Task to complete :: Within the records below is a range that opens at the line with "filename src/storage/backend/connection.rs" and closes at the line with "use sea_orm::sqlx::SqlitePool;". Return that range word for word, both ends included, and only that range.
#### Listed records ####
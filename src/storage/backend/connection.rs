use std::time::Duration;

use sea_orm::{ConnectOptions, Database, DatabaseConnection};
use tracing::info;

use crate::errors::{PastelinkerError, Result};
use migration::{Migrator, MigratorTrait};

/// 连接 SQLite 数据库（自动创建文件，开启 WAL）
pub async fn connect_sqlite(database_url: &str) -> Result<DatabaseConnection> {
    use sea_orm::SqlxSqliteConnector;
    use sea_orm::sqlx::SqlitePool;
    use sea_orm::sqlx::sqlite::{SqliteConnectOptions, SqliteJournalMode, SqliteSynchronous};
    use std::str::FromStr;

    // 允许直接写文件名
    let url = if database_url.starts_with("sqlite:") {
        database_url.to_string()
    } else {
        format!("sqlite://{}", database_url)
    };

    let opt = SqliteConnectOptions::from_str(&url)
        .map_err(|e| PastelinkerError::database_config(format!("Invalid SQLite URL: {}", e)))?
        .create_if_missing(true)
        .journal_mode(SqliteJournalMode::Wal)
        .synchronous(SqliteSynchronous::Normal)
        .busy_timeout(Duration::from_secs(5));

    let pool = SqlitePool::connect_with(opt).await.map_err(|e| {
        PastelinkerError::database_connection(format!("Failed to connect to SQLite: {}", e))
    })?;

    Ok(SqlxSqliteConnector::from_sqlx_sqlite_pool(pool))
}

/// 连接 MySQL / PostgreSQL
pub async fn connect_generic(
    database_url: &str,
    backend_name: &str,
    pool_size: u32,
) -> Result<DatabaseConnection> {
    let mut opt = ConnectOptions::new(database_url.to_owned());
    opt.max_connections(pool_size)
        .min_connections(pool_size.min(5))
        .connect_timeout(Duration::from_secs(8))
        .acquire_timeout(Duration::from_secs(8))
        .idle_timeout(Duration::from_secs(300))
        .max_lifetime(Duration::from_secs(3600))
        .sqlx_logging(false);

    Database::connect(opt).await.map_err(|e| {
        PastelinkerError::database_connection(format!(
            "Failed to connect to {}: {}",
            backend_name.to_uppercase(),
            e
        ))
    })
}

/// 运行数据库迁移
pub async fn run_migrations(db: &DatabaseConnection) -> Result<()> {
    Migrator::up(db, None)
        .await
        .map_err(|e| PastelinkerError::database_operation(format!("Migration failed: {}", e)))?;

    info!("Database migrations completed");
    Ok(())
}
####
#### Listed records ####
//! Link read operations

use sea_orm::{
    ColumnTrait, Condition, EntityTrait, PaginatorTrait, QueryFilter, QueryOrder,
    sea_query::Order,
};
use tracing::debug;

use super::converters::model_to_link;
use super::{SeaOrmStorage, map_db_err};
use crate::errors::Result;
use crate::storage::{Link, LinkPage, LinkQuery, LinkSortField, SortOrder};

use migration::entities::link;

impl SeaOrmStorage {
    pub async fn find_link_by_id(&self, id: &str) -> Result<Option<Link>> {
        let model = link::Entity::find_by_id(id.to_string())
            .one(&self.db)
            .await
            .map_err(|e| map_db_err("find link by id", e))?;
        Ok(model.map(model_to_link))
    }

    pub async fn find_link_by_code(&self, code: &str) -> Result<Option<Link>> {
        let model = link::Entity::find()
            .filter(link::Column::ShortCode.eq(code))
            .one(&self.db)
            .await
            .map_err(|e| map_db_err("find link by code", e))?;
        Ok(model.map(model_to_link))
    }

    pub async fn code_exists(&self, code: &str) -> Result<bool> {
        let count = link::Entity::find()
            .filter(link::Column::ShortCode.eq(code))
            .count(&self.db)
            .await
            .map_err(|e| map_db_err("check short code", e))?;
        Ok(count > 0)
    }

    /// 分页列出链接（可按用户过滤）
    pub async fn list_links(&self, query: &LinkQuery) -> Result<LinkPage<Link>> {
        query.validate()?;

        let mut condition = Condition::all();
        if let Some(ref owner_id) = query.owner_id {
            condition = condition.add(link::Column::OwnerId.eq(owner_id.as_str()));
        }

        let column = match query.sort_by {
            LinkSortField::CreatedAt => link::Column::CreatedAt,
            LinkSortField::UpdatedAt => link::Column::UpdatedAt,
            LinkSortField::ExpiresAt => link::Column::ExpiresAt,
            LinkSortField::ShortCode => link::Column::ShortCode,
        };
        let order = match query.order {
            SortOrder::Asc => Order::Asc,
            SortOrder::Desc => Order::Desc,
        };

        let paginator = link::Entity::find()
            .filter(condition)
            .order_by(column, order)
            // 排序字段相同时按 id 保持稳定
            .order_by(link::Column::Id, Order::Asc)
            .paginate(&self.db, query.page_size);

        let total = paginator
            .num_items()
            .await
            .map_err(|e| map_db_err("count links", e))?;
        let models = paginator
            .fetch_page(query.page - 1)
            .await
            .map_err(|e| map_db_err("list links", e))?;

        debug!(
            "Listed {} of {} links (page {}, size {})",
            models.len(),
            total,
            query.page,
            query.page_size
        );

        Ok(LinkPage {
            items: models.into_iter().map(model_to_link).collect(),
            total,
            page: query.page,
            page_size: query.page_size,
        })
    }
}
####
Response to this exercise ::
filename src/storage/backend/connection.rs
use std::time::Duration;

use sea_orm::{ConnectOptions, Database, DatabaseConnection};
use tracing::info;

use crate::errors::{PastelinkerError, Result};
use migration::{Migrator, MigratorTrait};

/// 连接 SQLite 数据库（自动创建文件，开启 WAL）
pub async fn connect_sqlite(database_url: &str) -> Result<DatabaseConnection> {
    use sea_orm::SqlxSqliteConnector;
    use sea_orm::sqlx::SqlitePool;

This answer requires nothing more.